Une partie de ce travail politique doit provenir du domaine intime lui-même, comme cela a toujours été le cas. La campagne Wages for Housework – lancée par le Collectif féministe international en 1972 – exigeait que le travail des femmes dans le mariage et le foyer nucléaire sous le capitalisme soient qualifiés de travail, et donc son refus de grève. « Ils disent que c’est de l’amour. Nous disons que c’est du travail non rémunéré. Ils appellent cela la frigidité. Nous l’appelons l’absentéisme », a proclamé Salaire contre le travail domestique de Federici, expliquant : « Nous voulons appeler travail ce qui est travail afin qu’éventuellement nous puissions redécouvrir ce qu’est l’amour et créer ce qui sera notre sexualité que nous n’avons jamais connue. À ce jour, une telle résistance est invoquée dans les appels – par exemple, par l’actrice Bette Midler en réponse à la loi anti-avortement de 2021 au Texas – pour que les femmes organisent des grèves sexuelles (hétérosexuelles) comme forme de protestation. Le pouvoir structurel façonne de manière écrasante le domaine intime ; mais le domaine intime doit aussi s’organiser pour défier le pouvoir structurel.
Quels que soient la romance et le sexe « radicaux », il ne s’agit pas simplement de choix et de comportements.
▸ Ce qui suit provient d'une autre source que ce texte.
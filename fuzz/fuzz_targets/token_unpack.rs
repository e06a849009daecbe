#![no_main]

use libfuzzer_sys::fuzz_target;

fuzz_target!(|data: &[u8]| {
    // Fuzz the full text-to-envelope decode path with arbitrary input
    if let Ok(text) = core::str::from_utf8(data) {
        let _ = hcert_engine::unpack(text);
        let _ = hcert_engine::inspect(text);
    }
});
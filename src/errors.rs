use thiserror::Error;

/// Stage faults surfaced by the token pipeline.
///
/// A signature that does not check out is deliberately NOT represented
/// here; that outcome is carried by [`crate::cose::Verification`]. An
/// `HcertError` always means the input (or a capability) is broken.
#[derive(Debug, Error)]
pub enum HcertError {
    /// Text- or tuple-level structural violation: prefix, alphabet,
    /// grouping, envelope shape, claim layout.
    #[error("format error: {0}")]
    Format(&'static str),

    /// Corrupt or oversized deflate stream.
    #[error("compression error: {0}")]
    Compression(String),

    /// Malformed binary object. `offset` is the byte position at which
    /// decoding failed.
    #[error("parse error at byte {offset}: {reason}")]
    Parse { offset: usize, reason: &'static str },

    /// Algorithm identifier carried by the envelope but not implemented
    /// by this build.
    #[error("unsupported signature algorithm: {0}")]
    UnsupportedAlgorithm(i64),

    /// Key material rejected by the backing cryptographic implementation.
    #[error("invalid key material: {0}")]
    InvalidKey(&'static str),

    /// The signing capability refused the message.
    #[error("signing capability failed")]
    Signing,

    /// The signing capability produced a signature of the wrong length
    /// for its algorithm.
    #[error("invalid signature length: expected {expected} got {got}")]
    SignatureLength { expected: usize, got: usize },
}
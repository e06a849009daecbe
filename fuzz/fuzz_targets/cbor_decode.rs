#![no_main]

use libfuzzer_sys::fuzz_target;

fuzz_target!(|data: &[u8]| {
    // Fuzz the binary object decoder and the envelope parser
    let _ = hcert_engine::cbor::from_slice(data);
    let _ = hcert_engine::cose::unwrap(data);
});
//! Compression layer: raw (headerless) deflate.
//!
//! The wire format expects a minimal envelope, so the stream carries no
//! container header, checksum, or length field.

use std::io::{Read, Write};

use flate2::read::DeflateDecoder;
use flate2::write::DeflateEncoder;
use flate2::Compression;

use crate::errors::HcertError;

/// Hard cap on inflated output. Tokens are QR-sized; anything larger is a
/// decompression bomb, not a certificate.
pub const MAX_INFLATED_LEN: usize = 1_048_576; // 1 MiB

/// Raw-deflate `bytes` at the highest compression level (wire tokens are
/// QR-constrained, smallest output wins).
pub fn compress(bytes: &[u8]) -> Result<Vec<u8>, HcertError> {
    let mut encoder = DeflateEncoder::new(Vec::new(), Compression::best());
    encoder
        .write_all(bytes)
        .map_err(|e| HcertError::Compression(e.to_string()))?;
    encoder
        .finish()
        .map_err(|e| HcertError::Compression(e.to_string()))
}

/// Raw-inflate `bytes`. A corrupt stream or output above
/// [`MAX_INFLATED_LEN`] fails with [`HcertError::Compression`]; the
/// pipeline aborts, it never retries.
pub fn decompress(bytes: &[u8]) -> Result<Vec<u8>, HcertError> {
    let mut decoder = DeflateDecoder::new(bytes).take(MAX_INFLATED_LEN as u64 + 1);
    let mut out = Vec::new();
    decoder
        .read_to_end(&mut out)
        .map_err(|e| HcertError::Compression(e.to_string()))?;
    if out.len() > MAX_INFLATED_LEN {
        return Err(HcertError::Compression(
            "inflated output exceeds size cap".to_owned(),
        ));
    }
    Ok(out)
}

#[cfg(test)]
mod tests {
    use super::*;

    #[test]
    fn round_trip() {
        let data = b"a certificate payload, repeated: a certificate payload";
        let compressed = compress(data).unwrap();
        assert_eq!(decompress(&compressed).unwrap(), data);
    }

    #[test]
    fn empty_round_trip() {
        let compressed = compress(b"").unwrap();
        assert_eq!(decompress(&compressed).unwrap(), Vec::<u8>::new());
    }

    #[test]
    fn output_is_headerless() {
        // A zlib container would open with 0x78; raw deflate of ASCII
        // never does.
        let compressed = compress(b"headerless").unwrap();
        assert_ne!(compressed[0], 0x78);
    }

    #[test]
    fn truncated_stream_is_rejected() {
        // Raw deflate carries no checksum, so truncation mid-block is the
        // reliable corruption: the final block never completes.
        let mut compressed = compress(b"some payload bytes").unwrap();
        compressed.truncate(compressed.len() - 1);
        assert!(matches!(
            decompress(&compressed),
            Err(HcertError::Compression(_))
        ));
    }
}
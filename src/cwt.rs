//! Claim set mapper.
//!
//! The envelope payload is an integer-keyed claim map: standard claims
//! (issuer, issued-at, expiry) plus one domain claim under a fixed
//! negative key whose value nests the certificate payload under a fixed
//! positive key. The certificate payload itself is the human-meaningful
//! record: schema version, structured name, date of birth, and one array
//! of medical events.
//!
//! Nothing here touches cryptography; extraction is equally valid on a
//! merely-decompressed envelope (diagnostic paths) and on a
//! signature-verified one.

use crate::cbor::{self, Value};
use crate::errors::HcertError;

/// Issuer claim key.
pub const CLAIM_ISSUER: i64 = 1;
/// Expiration-time claim key.
pub const CLAIM_EXPIRES_AT: i64 = 4;
/// Issued-at claim key.
pub const CLAIM_ISSUED_AT: i64 = 6;
/// Domain claim key holding the certificate container.
pub const CLAIM_HCERT: i64 = -260;
/// Key of the version-1 certificate payload inside the domain claim.
pub const HCERT_V1: i64 = 1;

/// The integer-keyed claim map carried as the envelope payload.
#[derive(Debug, Clone, PartialEq, Eq, Default)]
pub struct ClaimSet {
    /// Issuer country or authority (claim 1).
    pub issuer: Option<String>,
    /// Issued-at timestamp, seconds since the epoch (claim 6).
    pub issued_at: Option<i64>,
    /// Expiration timestamp, seconds since the epoch (claim 4).
    pub expires_at: Option<i64>,
    /// The certificate payload nested under the domain claim.
    pub certificate: CertificatePayload,
}

impl ClaimSet {
    /// Assemble the claim map value.
    #[must_use]
    pub fn to_value(&self) -> Value {
        let mut claims = Vec::new();
        if let Some(issuer) = &self.issuer {
            claims.push((Value::Integer(CLAIM_ISSUER), Value::Text(issuer.clone())));
        }
        if let Some(expires_at) = self.expires_at {
            claims.push((Value::Integer(CLAIM_EXPIRES_AT), Value::Integer(expires_at)));
        }
        if let Some(issued_at) = self.issued_at {
            claims.push((Value::Integer(CLAIM_ISSUED_AT), Value::Integer(issued_at)));
        }
        claims.push((
            Value::Integer(CLAIM_HCERT),
            Value::Map(vec![(Value::Integer(HCERT_V1), self.certificate.to_value())]),
        ));
        Value::Map(claims)
    }

    /// Binary-encode the claim map.
    #[must_use]
    pub fn to_bytes(&self) -> Vec<u8> {
        cbor::to_vec(&self.to_value())
    }

    /// Decode a claim map, descending through the domain claim to the
    /// certificate payload.
    pub fn from_bytes(bytes: &[u8]) -> Result<Self, HcertError> {
        let value = cbor::from_slice(bytes)?;
        let value = value.untag();
        if value.as_map().is_none() {
            return Err(HcertError::Format("claim set must be a map"));
        }
        let container = value
            .map_get(CLAIM_HCERT)
            .ok_or(HcertError::Format("claim set missing domain claim"))?;
        let payload = container
            .map_get(HCERT_V1)
            .ok_or(HcertError::Format("domain claim missing certificate payload"))?;
        Ok(Self {
            issuer: value
                .map_get(CLAIM_ISSUER)
                .and_then(Value::as_text)
                .map(str::to_owned),
            issued_at: value.map_get(CLAIM_ISSUED_AT).and_then(Value::as_integer),
            expires_at: value.map_get(CLAIM_EXPIRES_AT).and_then(Value::as_integer),
            certificate: CertificatePayload::from_value(payload)?,
        })
    }
}

/// Extract the certificate payload from claim-set bytes without any
/// cryptographic check.
pub fn extract_certificate(claim_bytes: &[u8]) -> Result<CertificatePayload, HcertError> {
    ClaimSet::from_bytes(claim_bytes).map(|claims| claims.certificate)
}
use anyhow::Result;
use chrono::Utc;
use contracts::system::users::{CreateUserDto, User};

use super::repository;
use crate::system::auth::password;

/// Create a new user
pub fn create(dto: CreateUserDto) -> Result<String> {
    if dto.username.trim().is_empty() {
        return Err(anyhow::anyhow!("Username cannot be empty"));
    }

    if repository::get_by_username(&dto.username)?.is_some() {
        return Err(anyhow::anyhow!("Username already exists"));
    }

    if let Some(ref email) = dto.email {
        if !email.trim().is_empty() && !email.contains('@') {
            return Err(anyhow::anyhow!("Invalid email format"));
        }
    }

    password::validate_password_strength(&dto.password)?;
    let password_hash = password::hash_password(&dto.password)?;

    let user_id = uuid::Uuid::new_v4().to_string();
    let now = Utc::now().to_rfc3339();

    let user = User {
        id: user_id.clone(),
        username: dto.username,
        email: dto.email,
        full_name: dto.full_name,
        is_active: true,
        is_admin: dto.is_admin,
        created_at: now.clone(),
        updated_at: now,
        last_login_at: None,
    };

    repository::create_with_password(&user, &password_hash)?;

    Ok(user_id)
}

/// Get user by ID
pub fn get_by_id(id: &str) -> Result<Option<User>> {
    repository::get_by_id(id)
}

/// Check a username/password pair. Returns the user on success, `None` on
/// bad credentials or an inactive account.
pub fn verify_credentials(username: &str, password_input: &str) -> Result<Option<User>> {
    let user = match repository::get_by_username(username)? {
        Some(user) if user.is_active => user,
        _ => return Ok(None),
    };

    let hash = match repository::get_password_hash(username)? {
        Some(hash) => hash,
        None => return Ok(None),
    };

    if !password::verify_password(password_input, &hash)? {
        return Ok(None);
    }

    repository::touch_last_login(&user.id, &Utc::now().to_rfc3339())?;
    Ok(Some(user))
}

#[cfg(test)]
mod tests {
    use super::*;

    #[test]
    fn create_then_verify_credentials() {
        let username = format!("user-{}", uuid::Uuid::new_v4());
        create(CreateUserDto {
            username: username.clone(),
            password: "a-long-password".into(),
            email: Some("owner@example.com".into()),
            full_name: None,
            is_admin: false,
        })
        .unwrap();

        assert!(verify_credentials(&username, "a-long-password")
            .unwrap()
            .is_some());
        assert!(verify_credentials(&username, "wrong").unwrap().is_none());
    }

    #[test]
    fn duplicate_usernames_are_rejected() {
        let username = format!("user-{}", uuid::Uuid::new_v4());
        let dto = CreateUserDto {
            username: username.clone(),
            password: "a-long-password".into(),
            email: None,
            full_name: None,
            is_admin: false,
        };
        create(dto.clone()).unwrap();
        assert!(create(dto).is_err());
    }
}
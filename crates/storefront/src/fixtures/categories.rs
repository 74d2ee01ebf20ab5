use contracts::domain::category::Category;
use once_cell::sync::Lazy;

fn category(
    id: &str,
    name: &str,
    icon: &str,
    description: &str,
    product_count: u32,
    color: &str,
) -> Category {
    Category {
        id: id.to_string(),
        name: name.to_string(),
        icon: icon.to_string(),
        description: description.to_string(),
        product_count,
        color: color.to_string(),
    }
}

pub static CATEGORIES: Lazy<Vec<Category>> = Lazy::new(|| {
    vec![
        category(
            "cat-001",
            "Woven & Folding",
            "grid",
            "Folding beds with woven surfaces - Orange, Single, Polished, and Blue Niwar variants",
            11,
            "#2D473E",
        ),
        category(
            "cat-002",
            "Steel Furniture",
            "chair",
            "S-type chairs, rolling office chairs, and mild steel movable walkers",
            5,
            "#4A90D9",
        ),
        category(
            "cat-003",
            "Wooden Furniture",
            "table",
            "Antique teak wood chairs, S type steel chairs, and rectangular teak wood tables",
            3,
            "#8B4513",
        ),
        category(
            "cat-004",
            "Dining Sets",
            "dining",
            "Premium teak wood dining table sets - 2 Seater, Polished, and Maharaja styles",
            4,
            "#C17767",
        ),
    ]
});

pub fn all() -> Vec<Category> {
    CATEGORIES.clone()
}

pub fn by_id(id: &str) -> Option<Category> {
    CATEGORIES.iter().find(|c| c.id == id).cloned()
}

pub fn by_name(name: &str) -> Option<Category> {
    CATEGORIES
        .iter()
        .find(|c| c.name.eq_ignore_ascii_case(name))
        .cloned()
}
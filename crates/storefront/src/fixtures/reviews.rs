use contracts::domain::review::Review;
use once_cell::sync::Lazy;

#[allow(clippy::too_many_arguments)]
fn review(
    id: &str,
    user_name: &str,
    rating: u8,
    date: &str,
    review_text: &str,
    images: &[&str],
    helpful_count: u32,
) -> Review {
    Review {
        id: id.to_string(),
        user_name: user_name.to_string(),
        rating,
        is_verified: true,
        date: date.to_string(),
        review_text: review_text.to_string(),
        images: images.iter().map(|s| s.to_string()).collect(),
        helpful_count,
    }
}

pub static REVIEWS: Lazy<Vec<Review>> = Lazy::new(|| {
    vec![
        review(
            "rev-001",
            "Rajesh Kumar",
            5,
            "2024-01-15",
            "Excellent quality industrial desk! We purchased 10 units for our factory office. \
The steel construction is very robust and can handle heavy loads. Assembly was straightforward \
with clear instructions. After 3 months of daily use, there are no signs of wear. Highly \
recommended for industrial environments.",
            &[
                "https://images.unsplash.com/photo-1518455027359-f3f8164ba6bd?w=400",
                "https://images.unsplash.com/photo-1497366216548-37526070297c?w=400",
            ],
            24,
        ),
        review(
            "rev-002",
            "Priya Sharma",
            4,
            "2024-01-10",
            "Good value for money. The desk is sturdy and spacious. Installation took about \
45 minutes with 2 people. The powder coating finish looks professional. Only minor issue is \
that some bolt holes required slight adjustment, but overall very satisfied with the purchase.",
            &["https://images.unsplash.com/photo-1497366754035-f200968a6e72?w=400"],
            18,
        ),
        review(
            "rev-003",
            "Mohammed Ali",
            5,
            "2024-01-05",
            "Perfect for our workshop! This desk handles all our heavy equipment and tools \
without any issues. The surface is easy to clean and resistant to oil stains. We have been \
using it for 2 months now and it still looks brand new. Great investment!",
            &[
                "https://images.unsplash.com/photo-1497366811353-6870744d04b2?w=400",
                "https://images.unsplash.com/photo-1497215728101-856f4ea42174?w=400",
                "https://images.unsplash.com/photo-1519389950473-47ba0277781c?w=400",
            ],
            31,
        ),
        review(
            "rev-004",
            "Anita Desai",
            5,
            "2023-12-28",
            "Outstanding product! We ordered 5 desks for our manufacturing unit. The quality \
exceeded our expectations. Very heavy-duty construction that can withstand industrial use. \
Delivery was on time and the team was professional.",
            &[],
            15,
        ),
    ]
});

pub fn all() -> Vec<Review> {
    REVIEWS.clone()
}
use axum::Json;
use contracts::domain::sale::ProductHealth;
use contracts::envelope::Envelope;

use super::envelope_from;
use crate::dashboards::product_health;

/// GET /api/admin/product-health
pub async fn summary() -> Json<Envelope<Vec<ProductHealth>>> {
    Json(envelope_from(product_health::service::summary()))
}
use contracts::domain::business::{BusinessInfo, BusinessStats, ContactDetails, Feature};

pub fn info() -> BusinessInfo {
    storefront::fixtures::business::info()
}

pub fn contact() -> ContactDetails {
    let info = info();
    ContactDetails {
        contact: info.contact,
        timings: info.timings,
        social_media: info.social_media,
    }
}

pub fn stats() -> BusinessStats {
    info().stats
}

pub fn features() -> Vec<Feature> {
    info().features
}
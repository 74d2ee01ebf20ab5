//! Per-domain service modules.
//!
//! Each function is one accessor call: a synthetic endpoint path plus a
//! fixture closure. UI code depends on these signatures only and never
//! learns which data source answered.

pub mod business;
pub mod categories;
pub mod forecast;
pub mod product_health;
pub mod products;
pub mod reviews;
pub mod sales;
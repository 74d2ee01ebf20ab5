pub mod dashboards;
pub mod domain;
pub mod handlers;
pub mod shared;
pub mod system;
pub mod usecases;

#[tokio::main]
async fn main() -> anyhow::Result<()> {
    use axum::body::Body;
    use axum::http::{header, Method, Request};
    use axum::middleware::{self, Next};
    use axum::response::Response;
    use axum::{
        routing::{get, post, put},
        Router,
    };
    use std::net::SocketAddr;
    use tokio::net::TcpListener;
    use tower_http::cors::{Any, CorsLayer};
    use tracing_subscriber::{layer::SubscriberExt, util::SubscriberInitExt};

    let log_dir = std::path::Path::new("target").join("logs");
    std::fs::create_dir_all(&log_dir)?;

    let log_file_path = log_dir.join("backend.log");
    let log_file = std::fs::OpenOptions::new()
        .create(true)
        .append(true)
        .open(log_file_path)?;

    tracing_subscriber::registry()
        .with(tracing_subscriber::EnvFilter::new(
            std::env::var("RUST_LOG").unwrap_or_else(|_| "info".into()),
        ))
        .with(tracing_subscriber::fmt::layer())
        .with(
            tracing_subscriber::fmt::layer()
                .with_writer(std::sync::Arc::new(log_file))
                .with_ansi(false),
        )
        .init();

    // Per-request log line: time | duration | size | status method path
    async fn request_logger(req: Request<Body>, next: Next) -> Response {
        use axum::body::to_bytes;
        use chrono::Utc;

        let start = std::time::Instant::now();
        let method = req.method().clone();
        let uri = req.uri().clone();

        let response = next.run(req).await;

        let (parts, body) = response.into_parts();

        let bytes = match to_bytes(body, usize::MAX).await {
            Ok(b) => b,
            Err(_) => {
                let duration = start.elapsed();
                println!(
                    "{} | {:>5}ms | {:>10} | {} {:>6} {}",
                    Utc::now().format("%H:%M:%S"),
                    duration.as_millis(),
                    "error",
                    parts.status.as_u16(),
                    method,
                    uri.path()
                );
                return Response::from_parts(parts, Body::default());
            }
        };

        let size = bytes.len();
        let duration = start.elapsed();

        println!(
            "{} | {:>5}ms | {:>10} | {} {:>6} {}",
            Utc::now().format("%H:%M:%S"),
            duration.as_millis(),
            size,
            parts.status.as_u16(),
            method,
            uri.path()
        );

        Response::from_parts(parts, Body::from(bytes))
    }

    let config = shared::config::load_config()?;
    let port = config.server.port;
    shared::config::init(config)?;

    // Seed the shop owner account
    system::initialization::ensure_admin_user_exists()?;

    let cors = CorsLayer::new()
        .allow_origin(Any)
        .allow_methods([
            Method::GET,
            Method::POST,
            Method::PUT,
            Method::DELETE,
            Method::OPTIONS,
        ])
        .allow_headers([header::CONTENT_TYPE, header::ACCEPT, header::AUTHORIZATION]);

    let app = Router::new()
        .route("/health", get(|| async { "ok" }))
        // ========================================
        // AUTH ROUTES (PUBLIC)
        // ========================================
        .route("/api/auth/login", post(system::handlers::auth::login))
        .route("/api/auth/refresh", post(system::handlers::auth::refresh))
        .route("/api/auth/logout", post(system::handlers::auth::logout))
        // Auth routes (protected)
        .route(
            "/api/auth/me",
            get(system::handlers::auth::current_user)
                .layer(middleware::from_fn(system::auth::middleware::require_auth)),
        )
        // ========================================
        // PUBLIC CATALOG ROUTES
        // ========================================
        .route("/api/products", get(handlers::products::list))
        .route("/api/products/search", get(handlers::products::search))
        .route("/api/products/:id", get(handlers::products::get_by_id))
        .route("/api/categories", get(handlers::categories::list))
        .route("/api/categories/:id", get(handlers::categories::get_by_id))
        .route("/api/business", get(handlers::business::info))
        .route("/api/business/contact", get(handlers::business::contact))
        .route("/api/business/stats", get(handlers::business::stats))
        .route("/api/business/features", get(handlers::business::features))
        .route(
            "/api/reviews",
            get(handlers::reviews::list).post(handlers::reviews::create),
        )
        .route("/api/reviews/summary", get(handlers::reviews::summary))
        .route(
            "/api/reviews/:id/helpful",
            post(handlers::reviews::mark_helpful),
        )
        // ========================================
        // ADMIN ROUTES (OWNER ONLY)
        // ========================================
        .route(
            "/api/sales",
            post(handlers::sales::record)
                .layer(middleware::from_fn(system::auth::middleware::require_admin)),
        )
        .route(
            "/api/sales/recent",
            get(handlers::sales::recent)
                .layer(middleware::from_fn(system::auth::middleware::require_admin)),
        )
        .route(
            "/api/sales/stats",
            get(handlers::sales::stats)
                .layer(middleware::from_fn(system::auth::middleware::require_admin)),
        )
        .route(
            "/api/admin/product-health",
            get(handlers::product_health::summary)
                .layer(middleware::from_fn(system::auth::middleware::require_admin)),
        )
        .route(
            "/api/products/:id/stock",
            put(handlers::products::update_stock)
                .layer(middleware::from_fn(system::auth::middleware::require_admin)),
        )
        // Forecast proxy
        .route(
            "/api/adminDashboard/predict/:id",
            get(handlers::forecast::predict)
                .layer(middleware::from_fn(system::auth::middleware::require_admin)),
        )
        .layer(middleware::from_fn(request_logger))
        .layer(cors);

    let addr: SocketAddr = ([0, 0, 0, 0], port).into();

    tracing::info!("Attempting to bind server to http://{}", addr);
    let listener = match TcpListener::bind(addr).await {
        Ok(listener) => {
            tracing::info!("Server successfully bound to {}", addr);
            listener
        }
        Err(e) => {
            if e.kind() == std::io::ErrorKind::AddrInUse {
                tracing::error!(
                    "Error: Port {} is already in use. Please ensure no other process is using this port.",
                    port
                );
            } else {
                tracing::error!("Failed to bind to port {}. Error: {}", port, e);
            }
            return Err(e.into());
        }
    };

    axum::serve(listener, app).await?;

    Ok(())
}
use contracts::domain::business::{
    BusinessInfo, BusinessStats, ContactInfo, Feature, SocialMedia, Timings,
};
use once_cell::sync::Lazy;

fn feature(icon: &str, title: &str, description: &str) -> Feature {
    Feature {
        icon: icon.to_string(),
        title: title.to_string(),
        description: description.to_string(),
    }
}

pub static BUSINESS: Lazy<BusinessInfo> = Lazy::new(|| BusinessInfo {
    name: "Sekar Industries".to_string(),
    tagline: "Quality Products, Trusted Service Since 1995".to_string(),
    established: 1995,
    about: "Sekar Industries has been a trusted name in retail and wholesale trade for over 25 years. \
We specialize in providing high-quality industrial supplies, hardware, and electrical components \
to businesses and individuals across the region. Our commitment to quality, fair pricing, and \
exceptional customer service has made us the preferred choice for thousands of satisfied customers."
        .to_string(),
    mission: "To provide reliable, quality products with honest service and fair prices.".to_string(),
    vision: "To be the most trusted industrial supply partner in the region.".to_string(),
    owner: "Mr. Sekar Kumar".to_string(),
    contact: ContactInfo {
        address: "123 Industrial Avenue, Commerce District, Chennai - 600001".to_string(),
        phone: "+91 98765 43210".to_string(),
        alternate_phone: "+91 44 2345 6789".to_string(),
        email: "info@sekarindustries.com".to_string(),
        website: "www.sekarindustries.com".to_string(),
    },
    timings: Timings {
        weekdays: "9:00 AM - 8:00 PM".to_string(),
        saturday: "9:00 AM - 6:00 PM".to_string(),
        sunday: "10:00 AM - 2:00 PM".to_string(),
    },
    social_media: SocialMedia {
        facebook: "https://facebook.com/sekarindustries".to_string(),
        instagram: "https://instagram.com/sekarindustries".to_string(),
        whatsapp: "+919876543210".to_string(),
    },
    stats: BusinessStats {
        years_in_business: 29,
        products_available: 500,
        happy_customers: 10_000,
        categories: 8,
    },
    features: vec![
        feature(
            "Trophy",
            "Quality Assured",
            "Every product is quality checked before delivery",
        ),
        feature("Sales", "Best Prices", "Competitive wholesale and retail pricing"),
        feature("Truck", "Fast Delivery", "Same-day delivery within city limits"),
        feature("Users", "Trusted Partner", "25+ years of reliable service"),
    ],
});

pub fn info() -> BusinessInfo {
    BUSINESS.clone()
}
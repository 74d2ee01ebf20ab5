use chrono::Utc;
use contracts::domain::review::{NewReview, Review, ReviewSummary};
use contracts::envelope::{Envelope, ErrorCode};
use reqwest::Method;
use uuid::Uuid;

use crate::accessor::ApiClient;
use crate::fixtures::reviews;

/// Get all reviews
pub async fn get_reviews(client: &ApiClient) -> Envelope<Vec<Review>> {
    client
        .fetch_data("/reviews", || Envelope::success(reviews::all()))
        .await
}

/// Get the aggregate rating summary
pub async fn get_review_summary(client: &ApiClient) -> Envelope<ReviewSummary> {
    client
        .fetch_data("/reviews/summary", || {
            Envelope::success(ReviewSummary::from_reviews(&reviews::all()))
        })
        .await
}

/// Submit a new review. The mock branch validates and echoes the created
/// review; submissions are not persisted on this side.
pub async fn submit_review(client: &ApiClient, new_review: &NewReview) -> Envelope<Review> {
    client
        .post_data("/reviews", new_review, Method::POST, |body| {
            if let Err(message) = body.validate() {
                return Envelope::error(message, ErrorCode::Validation);
            }
            Envelope::success_with_message(
                Review {
                    id: format!("rev-{}", Uuid::new_v4()),
                    user_name: body.user_name.clone(),
                    rating: body.rating,
                    is_verified: false,
                    date: Utc::now().format("%Y-%m-%d").to_string(),
                    review_text: body.review_text.clone(),
                    images: body.images.clone(),
                    helpful_count: 0,
                },
                "Review submitted",
            )
        })
        .await
}

#[cfg(test)]
mod tests {
    use super::*;
    use crate::config::ApiConfig;

    fn client() -> ApiClient {
        ApiClient::new(ApiConfig {
            mock_latency_ms: 0,
            ..ApiConfig::default()
        })
    }

    #[tokio::test]
    async fn summary_totals_match_fixture_count() {
        let client = client();
        let reviews = get_reviews(&client).await.data.unwrap();
        let summary = get_review_summary(&client).await.data.unwrap();
        assert_eq!(summary.total_reviews as usize, reviews.len());
    }

    #[tokio::test]
    async fn invalid_submission_is_a_validation_error_envelope() {
        let env = submit_review(
            &client(),
            &NewReview {
                user_name: "A".into(),
                rating: 5,
                review_text: "too short".into(),
                images: vec![],
            },
        )
        .await;
        assert!(!env.success);
        assert_eq!(env.error.map(|e| e.code), Some(ErrorCode::Validation));
    }

    #[tokio::test]
    async fn valid_submission_echoes_the_review() {
        let env = submit_review(
            &client(),
            &NewReview {
                user_name: "Kavitha R".into(),
                rating: 4,
                review_text: "Sturdy chair, comfortable for long office hours.".into(),
                images: vec![],
            },
        )
        .await;
        let review = env.data.unwrap();
        assert_eq!(review.rating, 4);
        assert_eq!(review.helpful_count, 0);
        assert!(!review.is_verified);
    }
}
La possibilité d’une agence significative dans ce domaine ne viendra pas de la prolifération de coachs de vie polyamoureux annonçant leurs services sur Instagram, ni de la représentation de «familles queer» ou de «familles choisies» dans les campagnes publicitaires grand public. La libération nécessite un changement structurel – d’un logement sûr pour tous, à la liberté de l’exploitation au travail, à la garde d’enfants gratuite. Le sexe et les relations « radicaux » ne renverseront pas le capitalisme, mais renverser le capitalisme pourrait bien les rendre possibles. En attendant, quel que soit le type de relations dans lesquelles nous nous trouvons, essayer sincèrement de nous aimer – et de ne pas nous traiter comme des marchandises – serait un bon début.
Intimité radicale sort le 20 mars chez Pluto Press.